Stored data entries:
==================================================
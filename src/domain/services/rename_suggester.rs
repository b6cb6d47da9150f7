//! Rename Suggester
//!
//! Advisory matcher over the removed and added symbols of a diff. It proposes
//! pairs that look like renames; nothing in the policy engine consumes them.
//! Accepted suggestions become `[[rename]]` entries in a change set.

use serde::Serialize;
use similar::TextDiff;

use crate::domain::entities::{ChangeKind, ChangeRecord};
use crate::domain::value_objects::{SymbolKind, SymbolPath};

/// Minimum similarity ratio used when none is given
pub const DEFAULT_THRESHOLD: f32 = 0.8;

/// A proposed rename pair
#[derive(Debug, Clone, PartialEq, Serialize)]
#[serde(rename_all = "camelCase")]
pub struct RenameSuggestion {
    pub from: SymbolPath,
    pub to: SymbolPath,
    pub kind: SymbolKind,
    pub similarity: f32,
}

#[derive(Debug, Clone, Copy)]
pub struct RenameSuggester {
    threshold: f32,
}

impl Default for RenameSuggester {
    fn default() -> Self {
        Self::new(DEFAULT_THRESHOLD)
    }
}

impl RenameSuggester {
    pub fn new(threshold: f32) -> Self {
        Self {
            threshold: threshold.clamp(0.0, 1.0),
        }
    }

    pub fn threshold(&self) -> f32 {
        self.threshold
    }

    /// Character-level similarity of two paths in `[0, 1]`
    pub fn similarity(a: &SymbolPath, b: &SymbolPath) -> f32 {
        TextDiff::from_chars(a.as_str(), b.as_str()).ratio()
    }

    /// Propose renames among plain removals and additions.
    ///
    /// Pairs are taken greedily from the most similar down, so each symbol
    /// appears in at most one suggestion. Output is ordered by source path.
    pub fn suggest(&self, changes: &[ChangeRecord]) -> Vec<RenameSuggestion> {
        let removed: Vec<_> = changes
            .iter()
            .filter(|c| c.kind == ChangeKind::Removed && c.new.is_none())
            .filter_map(|c| c.old.as_ref())
            .collect();
        let added: Vec<_> = changes
            .iter()
            .filter(|c| c.kind == ChangeKind::Added)
            .filter_map(|c| c.new.as_ref())
            .collect();

        let mut candidates = Vec::new();
        for old in &removed {
            for new in added.iter().filter(|n| n.kind == old.kind) {
                let similarity = Self::similarity(&old.path, &new.path);
                if similarity >= self.threshold {
                    candidates.push(RenameSuggestion {
                        from: old.path.clone(),
                        to: new.path.clone(),
                        kind: old.kind,
                        similarity,
                    });
                }
            }
        }

        candidates.sort_by(|a, b| {
            b.similarity
                .total_cmp(&a.similarity)
                .then_with(|| a.from.cmp(&b.from))
                .then_with(|| a.to.cmp(&b.to))
        });

        let mut chosen: Vec<RenameSuggestion> = Vec::new();
        for candidate in candidates {
            let taken = chosen
                .iter()
                .any(|c| c.from == candidate.from || c.to == candidate.to);
            if !taken {
                chosen.push(candidate);
            }
        }

        chosen.sort_by(|a, b| a.from.cmp(&b.from));
        chosen
    }
}

#[cfg(test)]
mod tests {
    use super::*;
    use crate::domain::entities::ApiSymbol;

    fn symbol(path: &str, kind: SymbolKind) -> ApiSymbol {
        ApiSymbol::new(SymbolPath::new(path).unwrap(), kind)
    }

    #[test]
    fn similar_paths_of_same_kind_are_paired() {
        let changes = vec![
            ChangeRecord::removed(symbol("pants/goal::fail_fast", SymbolKind::Option)),
            ChangeRecord::added(symbol("pants/goal::fail_faster", SymbolKind::Option)),
        ];
        let suggestions = RenameSuggester::default().suggest(&changes);
        assert_eq!(suggestions.len(), 1);
        assert_eq!(suggestions[0].from.as_str(), "pants/goal::fail_fast");
        assert_eq!(suggestions[0].to.as_str(), "pants/goal::fail_faster");
        assert!(suggestions[0].similarity >= 0.8);
    }

    #[test]
    fn different_kinds_are_never_paired() {
        let changes = vec![
            ChangeRecord::removed(symbol("pants/goal::fail_fast", SymbolKind::Option)),
            ChangeRecord::added(symbol("pants/goal::fail_fast2", SymbolKind::Method)),
        ];
        assert!(RenameSuggester::default().suggest(&changes).is_empty());
    }

    #[test]
    fn dissimilar_paths_are_ignored() {
        let changes = vec![
            ChangeRecord::removed(symbol("pants/goal::fail_fast", SymbolKind::Option)),
            ChangeRecord::added(symbol("contrib/node::npm_path", SymbolKind::Option)),
        ];
        assert!(RenameSuggester::default().suggest(&changes).is_empty());
    }

    #[test]
    fn each_symbol_is_used_once() {
        let changes = vec![
            ChangeRecord::removed(symbol("pants/a::option_one", SymbolKind::Option)),
            ChangeRecord::removed(symbol("pants/a::option_two", SymbolKind::Option)),
            ChangeRecord::added(symbol("pants/a::option_one_", SymbolKind::Option)),
        ];
        let suggestions = RenameSuggester::new(0.5).suggest(&changes);
        assert_eq!(suggestions.len(), 1);
        assert_eq!(suggestions[0].from.as_str(), "pants/a::option_one");
    }

    #[test]
    fn threshold_is_clamped() {
        assert_eq!(RenameSuggester::new(3.0).threshold(), 1.0);
        assert_eq!(RenameSuggester::new(-1.0).threshold(), 0.0);
    }
}
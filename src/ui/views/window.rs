use apiwarden::domain::value_objects::WindowStatus;

use crate::ui::primitives::icon::Icon;
use crate::ui::primitives::text::ColoredText;

pub fn render_window_status(
    status: &WindowStatus,
    window: u64,
    supports_color: bool,
    supports_unicode: bool,
) -> String {
    let (icon, verdict) = if status.still_required {
        (Icon::Warning, ColoredText::warning("still required"))
    } else {
        (Icon::Success, ColoredText::success("removal permitted"))
    };

    format!(
        "{} {} in {}\n  deprecated since   {}\n  window             {} minor release(s)\n  last supported     {}.{}\n  earliest removal   {}\n",
        icon.colored(supports_unicode).render(supports_color),
        verdict.bold().render(supports_color),
        status.current,
        status.deprecated_since,
        window,
        status.last_supported.major(),
        status.last_supported.minor(),
        status.earliest_removal
    )
}
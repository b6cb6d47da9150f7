//! Application Layer
//!
//! Use cases that orchestrate the business flow.
//! This layer:
//! - Depends on Domain layer (entities, services, ports)
//! - Does NOT contain business rules (those are in Domain)
//! - Coordinates between Infrastructure and Domain
//!
//! ## Use Cases
//!
//! - `CheckUseCase` - Load, diff, evaluate and report one snapshot pair

pub mod check;
pub mod report;

pub use check::{CheckInputs, CheckRequest, CheckUseCase};
pub use report::{
    PolicyReport, ReportEntry, ReportError, ReportSummary, SnapshotInfo, EXIT_CONFIG_ERROR,
    EXIT_OK, EXIT_VIOLATION,
};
==================================================
> What this task involves
Go through the records and show every line with the string "CheckUseCase" in it.

> Written solution
//! - `CheckUseCase` - Load, diff, evaluate and report one snapshot pair
pub use check::{CheckInputs, CheckRequest, CheckUseCase};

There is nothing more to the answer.